[Collection entries]
===============

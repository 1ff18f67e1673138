//! Ordered key/value set of `[Controls]` entries

/// Keys of one INI section with their values, in insertion order.
///
/// Keys are stored verbatim, backslash sub-keys included
/// (`player_0_button_a\default`). Inserting an existing key replaces its value
/// in place.
#[derive(Debug, Clone, Default, PartialEq, Eq)]
pub struct ControlSet {
    entries: Vec<(String, String)>,
}

impl ControlSet {
    /// Empty set.
    pub fn new() -> Self {
        Self::default()
    }

    /// Set `key` to `value`, returning the previous value.
    pub fn insert(&mut self, key: impl Into<String>, value: impl Into<String>) -> Option<String> {
        let key = key.into();
        let value = value.into();
        match self.entries.iter_mut().find(|(k, _)| *k == key) {
            Some((_, existing)) => Some(std::mem::replace(existing, value)),
            None => {
                self.entries.push((key, value));
                None
            }
        }
    }

    /// Set `key` and its `key\default` companion to `false`.
    pub fn insert_with_default(&mut self, key: &str, value: impl Into<String>) {
        self.insert(format!("{key}\\default"), "false");
        self.insert(key, value);
    }

    /// Value of `key`.
    pub fn get(&self, key: &str) -> Option<&str> {
        self.entries
            .iter()
            .find(|(k, _)| k == key)
            .map(|(_, v)| v.as_str())
    }

    /// Remove `key`, returning its value.
    pub fn remove(&mut self, key: &str) -> Option<String> {
        let position = self.entries.iter().position(|(k, _)| k == key)?;
        Some(self.entries.remove(position).1)
    }

    /// Whether `key` is present.
    pub fn contains_key(&self, key: &str) -> bool {
        self.get(key).is_some()
    }

    /// Entries in insertion order.
    pub fn iter(&self) -> impl Iterator<Item = (&str, &str)> {
        self.entries.iter().map(|(k, v)| (k.as_str(), v.as_str()))
    }

    /// Keys in insertion order.
    pub fn keys(&self) -> impl Iterator<Item = &str> {
        self.entries.iter().map(|(k, _)| k.as_str())
    }

    /// Number of entries.
    pub fn len(&self) -> usize {
        self.entries.len()
    }

    /// Whether the set is empty.
    pub fn is_empty(&self) -> bool {
        self.entries.is_empty()
    }
}

impl<K: Into<String>, V: Into<String>> Extend<(K, V)> for ControlSet {
    fn extend<I: IntoIterator<Item = (K, V)>>(&mut self, iter: I) {
        for (key, value) in iter {
            self.insert(key, value);
        }
    }
}

impl<K: Into<String>, V: Into<String>> FromIterator<(K, V)> for ControlSet {
    fn from_iter<I: IntoIterator<Item = (K, V)>>(iter: I) -> Self {
        let mut set = Self::new();
        set.extend(iter);
        set
    }
}

impl IntoIterator for ControlSet {
    type Item = (String, String);
    type IntoIter = std::vec::IntoIter<(String, String)>;

    fn into_iter(self) -> Self::IntoIter {
        self.entries.into_iter()
    }
}

#[cfg(test)]
mod tests {
    use super::*;

    #[test]
    fn test_insert_replaces_in_place() {
        let mut set: ControlSet = [("a", "1"), ("b", "2")].into_iter().collect();
        assert_eq!(set.insert("a", "3"), Some("1".to_string()));
        assert_eq!(set.keys().collect::<Vec<_>>(), ["a", "b"]);
        assert_eq!(set.get("a"), Some("3"));
    }

    #[test]
    fn test_default_companion_comes_first() {
        let mut set = ControlSet::new();
        set.insert_with_default("player_0_type", "0");
        assert_eq!(
            set.iter().collect::<Vec<_>>(),
            [("player_0_type\\default", "false"), ("player_0_type", "0")]
        );
        assert_eq!(set.remove("player_0_type"), Some("0".to_string()));
        assert_eq!(set.len(), 1);
    }
}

===============

_Requirement_.
Copy each line above that contains the word "Option".

_Answer to the problem_.
    pub fn insert(&mut self, key: impl Into<String>, value: impl Into<String>) -> Option<String> {
    pub fn get(&self, key: &str) -> Option<&str> {
    pub fn remove(&mut self, key: &str) -> Option<String> {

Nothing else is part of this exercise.